Our INTER PARES project has been working with partner country parliaments to strengthen their capacity to legislate, oversee, and budget on climate. Parliaments that participated in our Catalysing Parliamentary Action to Fight Climate Change work have deepened their understanding of the international legal framework, post-legislative scrutiny of NDC compliance, and climate budgeting. With the ICJ now establishing that climate action is a legal duty, these are no longer good-governance aspirations; they are functions that parliaments must perform to keep their governments within the law.
Through our Constitutional Governance and Rule of Law work, we support constitution-building and reform processes with comparative, non-prescriptive expertise. The ICJ opinion gives new urgency to a question constitutional drafters are increasingly asked: how should climate obligations be embedded in constitutional text so that they are justiciable, not merely aspirational? International IDEA’s Environmental Protection in Constitutions Assessment Tool was developed to support precisely this kind of analysis, helping constitution-makers, advisors and civil society assess how existing or draft constitutions address environmental protection across areas such as rights, state duties, environmental governance, accountability and transboundary cooperation. Countries revising their constitutions now - in Africa, Asia, and Latin America - are doing so in a legal environment where these questions have a concrete answer. Our work puts the relevant comparative knowledge in the room when those decisions are made.
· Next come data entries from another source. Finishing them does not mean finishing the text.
use std::fmt;

use serde::Deserialize;
use serde_json::Value as JsonValue;

/// A single cell value, either declared in a test file or read back from the database.
///
/// `Int` and `Float` are two representations of the same numeric tag: they compare
/// numerically against each other, see [`Value::matches`].
#[derive(Debug, Clone, PartialEq, Deserialize)]
#[serde(try_from = "JsonValue")]
pub enum Value {
    Null,
    Bool(bool),
    Int(i64),
    Float(f64),
    Text(String),
}

impl Value {
    /// Type-aware equality used by the assertion engine.
    ///
    /// Numbers are equal when they denote the same number, whatever their width or
    /// representation. Text is compared exactly. Null only equals null, so an empty
    /// string never matches a declared null. There is no coercion across tags.
    pub fn matches(&self, other: &Value) -> bool {
        match (self, other) {
            (Value::Null, Value::Null) => true,
            (Value::Bool(a), Value::Bool(b)) => a == b,
            (Value::Text(a), Value::Text(b)) => a == b,
            (Value::Int(a), Value::Int(b)) => a == b,
            (Value::Float(a), Value::Float(b)) => a == b,
            (Value::Int(i), Value::Float(f)) | (Value::Float(f), Value::Int(i)) => {
                int_eq_float(*i, *f)
            }
            _ => false,
        }
    }

    /// Parse a decimal literal as produced by numeric column types.
    ///
    /// Integral values that fit into an `i64` keep an exact representation. NaN and
    /// infinities are not numbers here and yield `None`.
    pub fn from_decimal_str(s: &str) -> Option<Value> {
        let trimmed = s.trim();
        if let Ok(i) = trimmed.parse::<i64>() {
            return Some(Value::Int(i));
        }
        let f = trimmed.parse::<f64>().ok().filter(|f| f.is_finite())?;
        if f.fract() == 0.0 && f >= i64::MIN as f64 && f < i64::MAX as f64 {
            return Some(Value::Int(f as i64));
        }
        Some(Value::Float(f))
    }
}

// i64::MAX as f64 rounds up to 2^63, which is out of range, hence the strict bound.
fn int_eq_float(i: i64, f: f64) -> bool {
    f.fract() == 0.0 && f >= i64::MIN as f64 && f < i64::MAX as f64 && f as i64 == i
}

impl fmt::Display for Value {
    fn fmt(&self, f: &mut fmt::Formatter<'_>) -> fmt::Result {
        match self {
            Value::Null => f.write_str("null"),
            Value::Bool(b) => write!(f, "{}", b),
            Value::Int(i) => write!(f, "{}", i),
            Value::Float(x) => write!(f, "{}", x),
            Value::Text(s) => write!(f, "{:?}", s),
        }
    }
}

impl TryFrom<JsonValue> for Value {
    type Error = String;

    fn try_from(value: JsonValue) -> Result<Self, Self::Error> {
        match value {
            JsonValue::Null => Ok(Value::Null),
            JsonValue::Bool(b) => Ok(Value::Bool(b)),
            JsonValue::String(s) => Ok(Value::Text(s)),
            JsonValue::Number(n) => {
                if let Some(i) = n.as_i64() {
                    Ok(Value::Int(i))
                } else if let Some(f) = n.as_f64() {
                    Ok(Value::Float(f))
                } else {
                    Err(format!("unsupported number: {}", n))
                }
            }
            JsonValue::Array(_) | JsonValue::Object(_) => Err(format!(
                "expected a scalar value (null, boolean, number or string), got: {}",
                value
            )),
        }
    }
}

impl From<&str> for Value {
    fn from(s: &str) -> Self {
        Value::Text(s.to_string())
    }
}

impl From<String> for Value {
    fn from(s: String) -> Self {
        Value::Text(s)
    }
}

impl From<i64> for Value {
    fn from(i: i64) -> Self {
        Value::Int(i)
    }
}

impl From<i32> for Value {
    fn from(i: i32) -> Self {
        Value::Int(i as i64)
    }
}

impl From<f64> for Value {
    fn from(f: f64) -> Self {
        Value::Float(f)
    }
}

impl From<bool> for Value {
    fn from(b: bool) -> Self {
        Value::Bool(b)
    }
}

impl<T: Into<Value>> From<Option<T>> for Value {
    fn from(v: Option<T>) -> Self {
        v.map(Into::into).unwrap_or(Value::Null)
    }
}

#[cfg(test)]
mod tests {
    use super::*;
    use proptest::prelude::*;
    use serde_json::json;

    #[test]
    fn numbers_compare_across_representations() {
        assert!(Value::Int(1).matches(&Value::Float(1.0)));
        assert!(Value::Float(2.0).matches(&Value::Int(2)));
        assert!(!Value::Int(1).matches(&Value::Float(1.5)));
        assert!(!Value::Float(f64::NAN).matches(&Value::Float(f64::NAN)));
    }

    #[test]
    fn null_is_not_empty_text() {
        assert!(!Value::Null.matches(&Value::Text(String::new())));
        assert!(!Value::Text(String::new()).matches(&Value::Null));
        assert!(Value::Null.matches(&Value::Null));
    }

    #[test]
    fn no_coercion_between_tags() {
        assert!(!Value::Text("1".to_string()).matches(&Value::Int(1)));
        assert!(!Value::Bool(true).matches(&Value::Int(1)));
        assert!(!Value::Text("true".to_string()).matches(&Value::Bool(true)));
    }

    #[test]
    fn huge_floats_do_not_overflow_int_comparison() {
        assert!(!Value::Int(i64::MAX).matches(&Value::Float(9.3e18)));
        assert!(!Value::Int(0).matches(&Value::Float(f64::INFINITY)));
    }

    #[test]
    fn from_json_scalars() {
        assert_eq!(Value::try_from(json!(null)).unwrap(), Value::Null);
        assert_eq!(Value::try_from(json!(true)).unwrap(), Value::Bool(true));
        assert_eq!(Value::try_from(json!(42)).unwrap(), Value::Int(42));
        assert_eq!(Value::try_from(json!(1.25)).unwrap(), Value::Float(1.25));
        assert_eq!(
            Value::try_from(json!("abc")).unwrap(),
            Value::Text("abc".to_string())
        );
    }

    #[test]
    fn from_json_rejects_composites() {
        assert!(Value::try_from(json!([1, 2])).is_err());
        assert!(Value::try_from(json!({"a": 1})).is_err());
    }

    #[test]
    fn from_decimal_str_keeps_integers_exact() {
        assert_eq!(Value::from_decimal_str("42"), Some(Value::Int(42)));
        assert_eq!(Value::from_decimal_str("42.000"), Some(Value::Int(42)));
        assert_eq!(Value::from_decimal_str("-0.5"), Some(Value::Float(-0.5)));
        assert_eq!(Value::from_decimal_str("abc"), None);
    }

    #[test]
    fn display_quotes_text_only() {
        assert_eq!(Value::Text("a".to_string()).to_string(), "\"a\"");
        assert_eq!(Value::Int(3).to_string(), "3");
        assert_eq!(Value::Null.to_string(), "null");
    }

    proptest! {
        #[test]
        fn int_float_equality_is_symmetric(i in -1_000_000_000i64..1_000_000_000i64) {
            let f = Value::Float(i as f64);
            let n = Value::Int(i);
            prop_assert!(n.matches(&f));
            prop_assert!(f.matches(&n));
        }

        #[test]
        fn text_equality_is_exact(a in ".*", b in ".*") {
            let left = Value::Text(a.clone());
            let right = Value::Text(b.clone());
            prop_assert_eq!(left.matches(&right), a == b);
        }
    }
}
use std::fmt;

use tracing_subscriber::EnvFilter;
use tracing_subscriber::filter::LevelFilter;
use tracing_subscriber::fmt::format::Writer;
use tracing_subscriber::fmt::time::FormatTime;
use tracing_subscriber::prelude::*;

/// Log level for console output
#[derive(Debug, Clone, Copy, PartialEq, Eq)]
pub enum LogLevel {
    Trace,
    Debug,
    Info,
    Warn,
    Error,
}

impl From<LogLevel> for LevelFilter {
    fn from(level: LogLevel) -> Self {
        match level {
            LogLevel::Trace => LevelFilter::TRACE,
            LogLevel::Debug => LevelFilter::DEBUG,
            LogLevel::Info => LevelFilter::INFO,
            LogLevel::Warn => LevelFilter::WARN,
            LogLevel::Error => LevelFilter::ERROR,
        }
    }
}

impl LogLevel {
    /// Parse from string (case-insensitive)
    pub fn from_str(s: &str) -> Option<Self> {
        match s.to_lowercase().as_str() {
            "trace" => Some(LogLevel::Trace),
            "debug" => Some(LogLevel::Debug),
            "info" => Some(LogLevel::Info),
            "warn" | "warning" => Some(LogLevel::Warn),
            "error" => Some(LogLevel::Error),
            _ => None,
        }
    }
}

/// `HH:MM:SS` in local time.
struct ClockTime;

impl FormatTime for ClockTime {
    fn format_time(&self, w: &mut Writer<'_>) -> fmt::Result {
        write!(w, "{}", chrono::Local::now().format("%H:%M:%S"))
    }
}

/// Install the console subscriber.
///
/// `RUST_LOG` wins over the configured level. When `enabled` is false nothing is
/// installed, so every log statement becomes a no-op; this keeps stdout clean for
/// machine-readable output.
pub fn init(level: Option<LogLevel>, enabled: bool) -> anyhow::Result<()> {
    if !enabled {
        return Ok(());
    }

    let default_level: LevelFilter = level.unwrap_or(LogLevel::Info).into();
    let filter = EnvFilter::builder()
        .with_default_directive(default_level.into())
        .from_env_lossy();

    tracing_subscriber::registry()
        .with(filter)
        .with(
            tracing_subscriber::fmt::layer()
                .with_target(false)
                .with_timer(ClockTime),
        )
        .try_init()?;

    Ok(())
}

#[cfg(test)]
mod tests {
    use super::*;

    #[test]
    fn parses_levels_case_insensitively() {
        assert_eq!(LogLevel::from_str("INFO"), Some(LogLevel::Info));
        assert_eq!(LogLevel::from_str("Warning"), Some(LogLevel::Warn));
        assert_eq!(LogLevel::from_str("trace"), Some(LogLevel::Trace));
        assert_eq!(LogLevel::from_str("verbose"), None);
    }

    #[test]
    fn converts_to_level_filter() {
        assert_eq!(LevelFilter::from(LogLevel::Debug), LevelFilter::DEBUG);
        assert_eq!(LevelFilter::from(LogLevel::Error), LevelFilter::ERROR);
    }

    #[test]
    fn disabled_init_installs_nothing() {
        assert!(init(Some(LogLevel::Debug), false).is_ok());
    }
}
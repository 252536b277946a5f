//! Expands command line patterns into test files.

use std::collections::BTreeSet;
use std::path::{Component, Path, PathBuf};

use globset::{GlobBuilder, GlobMatcher};
use tracing::{debug, warn};

#[derive(thiserror::Error, Debug)]
pub enum DiscoveryError {
    #[error("invalid pattern '{pattern}': {source}")]
    InvalidPattern {
        pattern: String,
        #[source]
        source: globset::Error,
    },

    #[error("failed to read directory {path}: {source}")]
    Io {
        path: PathBuf,
        #[source]
        source: std::io::Error,
    },
}

/// Resolve `patterns` against `base` and return matching files, sorted and
/// without duplicates.
///
/// A pattern naming an existing file is taken as-is. Otherwise it is a glob
/// (`*`, `?`, `**`, `[...]`, `{a,b}`), matched case-insensitively. `*` does
/// not cross directory separators, `**` does. Glob syntax in `base` itself is
/// taken literally.
pub fn discover<S: AsRef<str>>(
    patterns: &[S],
    base: &Path,
) -> Result<Vec<PathBuf>, DiscoveryError> {
    let mut found = BTreeSet::new();

    for pattern in patterns {
        let pattern = pattern.as_ref();
        let before = found.len();

        let literal = base.join(pattern);
        if literal.is_file() {
            found.insert(literal);
        } else {
            expand(pattern, base, &mut found)?;
        }

        if found.len() == before {
            warn!("pattern '{}' matched no files", pattern);
        }
    }

    debug!("discovered {} test files", found.len());
    Ok(found.into_iter().collect())
}

fn expand(
    pattern: &str,
    base: &Path,
    found: &mut BTreeSet<PathBuf>,
) -> Result<(), DiscoveryError> {
    let (prefix, glob) = split_pattern(Path::new(pattern));
    if glob.is_empty() {
        return Ok(());
    }

    let matcher = compile(&glob).map_err(|source| DiscoveryError::InvalidPattern {
        pattern: pattern.to_string(),
        source,
    })?;

    let Some(root) = resolve_dir(base, &prefix) else {
        return Ok(());
    };

    walk(&root, &root, &matcher, found)
}

fn compile(pattern: &str) -> Result<GlobMatcher, globset::Error> {
    Ok(GlobBuilder::new(pattern)
        .case_insensitive(true)
        .literal_separator(true)
        .build()?
        .compile_matcher())
}

/// Split a pattern into its leading components without glob syntax and the
/// remaining glob, joined with `/`.
fn split_pattern(pattern: &Path) -> (PathBuf, String) {
    let mut prefix = PathBuf::new();
    let mut rest: Vec<String> = Vec::new();

    for component in pattern.components() {
        let literal = match component {
            Component::Normal(part) => !has_glob_syntax(&part.to_string_lossy()),
            _ => true,
        };
        if rest.is_empty() && literal {
            prefix.push(component);
        } else {
            rest.push(component.as_os_str().to_string_lossy().into_owned());
        }
    }

    (prefix, rest.join("/"))
}

fn has_glob_syntax(s: &str) -> bool {
    s.contains(['*', '?', '[', ']', '{', '}'])
}

/// Join `prefix` onto `base` one component at a time, falling back to a
/// case-insensitive lookup when the exact name does not exist.
fn resolve_dir(base: &Path, prefix: &Path) -> Option<PathBuf> {
    let mut dir = base.to_path_buf();
    for component in prefix.components() {
        let Component::Normal(name) = component else {
            dir.push(component);
            continue;
        };

        let exact = dir.join(name);
        if exact.is_dir() {
            dir = exact;
            continue;
        }

        let wanted = name.to_string_lossy();
        let entry = std::fs::read_dir(&dir).ok()?.flatten().find(|entry| {
            entry.file_name().to_string_lossy().eq_ignore_ascii_case(&wanted)
                && entry.path().is_dir()
        })?;
        dir = entry.path();
    }

    dir.is_dir().then_some(dir)
}

fn walk(
    root: &Path,
    dir: &Path,
    matcher: &GlobMatcher,
    found: &mut BTreeSet<PathBuf>,
) -> Result<(), DiscoveryError> {
    let entries = std::fs::read_dir(dir).map_err(|source| DiscoveryError::Io {
        path: dir.to_path_buf(),
        source,
    })?;

    for entry in entries {
        let entry = entry.map_err(|source| DiscoveryError::Io {
            path: dir.to_path_buf(),
            source,
        })?;
        let path = entry.path();
        let file_type = entry.file_type().map_err(|source| DiscoveryError::Io {
            path: path.clone(),
            source,
        })?;

        if file_type.is_dir() {
            // symlinked directories are not followed, so cycles cannot occur
            walk(root, &path, matcher, found)?;
        } else if path.is_file() {
            let relative = path.strip_prefix(root).unwrap_or(&path);
            if matcher.is_match(relative) {
                found.insert(path);
            }
        }
    }

    Ok(())
}
//! Weir Exec
//!
//! The execution world of the weir engine: the task capability trait and its
//! two variants (leaf algorithm task and container execution), the connection
//! executions that propagate values between tasks, the computation progress
//! observed by listeners, and rank propagation over the task graph.
//!
//! Entities in this crate are wired together by `weir-engine`, which compiles
//! a `weir-workflow` model into tasks and connections and drives them with
//! its task runner.

mod algo_task;
mod connection;
mod container;
mod error;
mod progress;
mod rank;
mod task;

pub use algo_task::{AlgoTask, ConstWork, ReducePolicy, UnitOfWork, WorkContext, WorkError, WorkInputs};
pub use connection::ConnectionExecution;
pub use container::{ContainerExecution, ContainerHook, ContainerPolicy, TaskSink};
pub use error::ExecError;
pub use progress::{
  panic_message, ComputationProgress, ComputationState, DetailedProgressListener, ProgressListener,
};
pub use rank::{propagate_ranks, RankError};
pub use task::{BranchValue, ConnectionRef, Delivery, ExecutionEntities, Task, TaskId, TaskRef};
None of this works if the political incentives pulling in the opposite direction go unaddressed. International IDEA's work on money in politics tackles this layer of the implementation problem directly, because legal clarity alone will not overcome entrenched financial incentives unless democratic institutions are robust enough to resist them. Our work builds the evidentiary and normative foundations needed to close the gap between formal climate obligations and political reality. By systematically mapping where transparency infrastructure is weak, we provide direct technical assistance to States seeking to reform their political finance frameworks in ways that reduce fossil fuel capture: designing disclosure regimes that require identification of climate-relevant lobbying, advising on bans or caps on donations from high-emitting industries, and strengthening the independence of oversight bodies, among other measures.
The next frontier is institutional
The courts have done their part. They have established, with increasing precision and authority, what States owe the climate, to people within and beyond their borders, and even to future generations. What they cannot do is strengthen the parliaments, reform the constitutions, build the citizen mandates, or train the judges that give those obligations meaning in practice.
That is democratic governance work. And it has never been more urgent.
The question for the international community is whether the institutional investment in democratic capacity will keep pace with the legal expectations now being placed on democratic institutions. The jurisprudence is moving fast. The institutional infrastructure, in too many places, is not.
International IDEA is working to close that gap through knowledge, capacity development, deliberative innovation, and the convening of those who need to act together.
The world’s courts have spoken. Our work is to support democratic institutions so they can hear them - and act.
We welcome the perspectives of colleagues working on climate governance, constitutional law, elections, and democratic accountability. There is no single institution that holds all the tools this challenge requires.